Fe/Mn binary oxides loaded sludge derived activated carbon (Fe/Mn-SAC) was prepared with coprecipitation & calcination method for the adsorption of Sb(V) from aqueous solution. The preparation parameters were analyzed and optimized by response surface methodology, with the optimal parameters as 2.73 h and 295.7 degrees C of calcination time and temperature, 0.62 mol/L of the concentration of immersed solution. Fe/Mn-SAC presented fine Fe/Mn binary oxides mingling with Fe oxides and seldom Mn oxides on SAC, leading to newly formed micropores, vacancy as well as both more free and metal coordinated -OH. Mn doping and loaded on SAC carrier retarded oxides aggregation and crystal transformation, expanding adsorption sites and strengthening phase stability. The pseudo second order kinetic model and Langmuir model were preferable to describe the adsorption process of Sb(V) on Fe/Mn-SAC. The adsorption of Sb(V) on Fe/Mn-SAC was governed by monolayer heterogeneous chemical adsorption with two stages. The initial rapid adsorption stage was affected by concentration gradient, electrostatic effect, surface energy and boundary layer.
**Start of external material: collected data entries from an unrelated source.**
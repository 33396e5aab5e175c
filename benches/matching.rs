//! Benchmarks for the order book hot paths.
//!
//! ## Running
//!
//! ```bash
//! cargo bench
//! cargo bench -- single_match
//! ```
//!
//! Results are saved to `target/criterion/` with HTML reports.

use criterion::{
    black_box, criterion_group, criterion_main, BatchSize, Criterion, Throughput,
};

use matchbook::{Order, OrderBook, Side};

// ============================================================================
// Helpers
// ============================================================================

fn buy(client: u64, price: i64, volume: i64, order_id: u64) -> Order {
    Order::new(client, "ABC", Side::Buy, price, volume, order_id)
}

fn sell(client: u64, price: i64, volume: i64, order_id: u64) -> Order {
    Order::new(client, "ABC", Side::Sell, price, volume, order_id)
}

/// Build a book with `levels` ask levels of `per_level` orders each,
/// starting at `base_price` and stepping by one tick per level.
fn populate_asks(levels: usize, per_level: usize, base_price: i64) -> OrderBook {
    let mut book = OrderBook::with_capacity(levels * per_level);
    let mut order_id = 0;
    for level in 0..levels {
        let price = base_price + level as i64;
        for _ in 0..per_level {
            book.submit(sell(1, price, 10, order_id)).unwrap();
            order_id += 1;
        }
    }
    book
}

// ============================================================================
// Benchmarks
// ============================================================================

fn bench_rest_order(c: &mut Criterion) {
    let book = populate_asks(100, 10, 1_000);

    c.bench_function("rest_non_crossing_order", |b| {
        b.iter_batched(
            || book.clone(),
            |mut book| {
                // Bid below the touch: pure insertion path
                black_box(book.submit(buy(2, 900, 10, u64::MAX)).unwrap())
            },
            BatchSize::SmallInput,
        )
    });
}

fn bench_single_match(c: &mut Criterion) {
    let book = populate_asks(100, 10, 1_000);

    c.bench_function("single_match", |b| {
        b.iter_batched(
            || book.clone(),
            |mut book| black_box(book.submit(buy(2, 1_000, 10, u64::MAX)).unwrap()),
            BatchSize::SmallInput,
        )
    });
}

fn bench_sweep(c: &mut Criterion) {
    let mut group = c.benchmark_group("sweep");
    group.throughput(Throughput::Elements(1_000));

    let book = populate_asks(100, 10, 1_000);
    group.bench_function("sweep_100_levels", |b| {
        b.iter_batched(
            || book.clone(),
            // 100 levels * 10 orders * 10 lots
            |mut book| black_box(book.submit(buy(2, 2_000, 10_000, u64::MAX)).unwrap()),
            BatchSize::SmallInput,
        )
    });
    group.finish();
}

fn bench_cancel(c: &mut Criterion) {
    let book = populate_asks(100, 10, 1_000);

    c.bench_function("cancel_mid_queue", |b| {
        b.iter_batched(
            || book.clone(),
            // Order 5 sits in the middle of the best level's queue
            |mut book| black_box(book.cancel(Side::Sell, (1, 5))),
            BatchSize::SmallInput,
        )
    });
}

fn bench_queries(c: &mut Criterion) {
    let book = populate_asks(100, 10, 1_000);

    c.bench_function("get_volume_at_price", |b| {
        b.iter(|| black_box(book.get_volume_at_price(black_box(Side::Sell), black_box(1_050))))
    });

    c.bench_function("get_prices", |b| {
        b.iter(|| black_box(book.get_prices(black_box(Side::Sell))))
    });
}

criterion_group!(
    benches,
    bench_rest_order,
    bench_single_match,
    bench_sweep,
    bench_cancel,
    bench_queries
);
criterion_main!(benches);
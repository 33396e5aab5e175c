//! Core data types for the order book.
//!
//! ## Types
//!
//! - [`Order`]: A limit order, resting or incoming
//! - [`Side`]: Buy or Sell
//! - [`Trade`]: An executed match between two orders
//!
//! ## Scalars
//!
//! Prices and volumes are plain signed integers (abstract ticks / lots).
//! An order is identified by the pair `(ClientId, OrderId)`: order ids are
//! unique per client, not globally.

mod order;
mod trade;

// Re-export all types at module level
pub use order::{Order, Side};
pub use trade::Trade;

/// Identity of a submitting party.
pub type ClientId = u64;

/// Order identifier, unique per client.
pub type OrderId = u64;

/// Integer limit price (ticks).
pub type Price = i64;

/// Integer quantity (lots). Strictly positive while resting.
pub type Volume = i64;

/// Uniqueness key for a resting order: `(client, order_id)`.
pub type OrderKey = (ClientId, OrderId);
//! The limit order book.
//!
//! ## Architecture
//!
//! - **Slab-based storage**: resting orders live in an arena with stable
//!   keys, so a cancellation or partial fill can reach any order in O(1)
//!   without invalidating its neighbours
//! - **Price levels**: orders grouped by price in a `BTreeMap` per side
//! - **Price-time priority**: FIFO ordering within each price level
//!
//! ## Components
//!
//! - [`OrderNode`]: wrapper around `Order` with linked-list pointers
//! - [`PriceLevel`]: FIFO queue metadata plus the per-price aggregate volume
//! - [`OrderBook`]: the book itself - submit, cancel, queries
//!
//! ## Complexity
//!
//! | Operation | Complexity |
//! |-----------|------------|
//! | Submit (resting) | O(log n) |
//! | Cancel by (client, order_id) | O(1)* |
//! | Best bid/ask | O(log n) |
//! | Volume at price | O(log n) |
//!
//! *Plus O(log n) when the price level empties and is dropped.

pub mod book;
pub mod level;
pub mod node;
mod side;

pub use book::OrderBook;
pub use level::PriceLevel;
pub use node::OrderNode;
The rate in the subsequent slow adsorption stage was controlled from the relay conveyance of Sb(V) (Sb(OH)6- ) by -OH. The adsorption of Sb(V) involved the inner-sphere complexation between Sb(V) and Fe/Mn-SAC through Fe/Mn-O-Sb bond with the participation of various -OH and other functional groups. Fe/Mn-SAC exhibited exceptional reusability, adaptability and applicability with the assistance of magnetic separation, evaluated in cyclic, different water matrix and dynamic adsorption processes. This work provides valuable information and insight into the efficient binary oxides loaded adsorbent to remove Sb(V) from aqueous environment.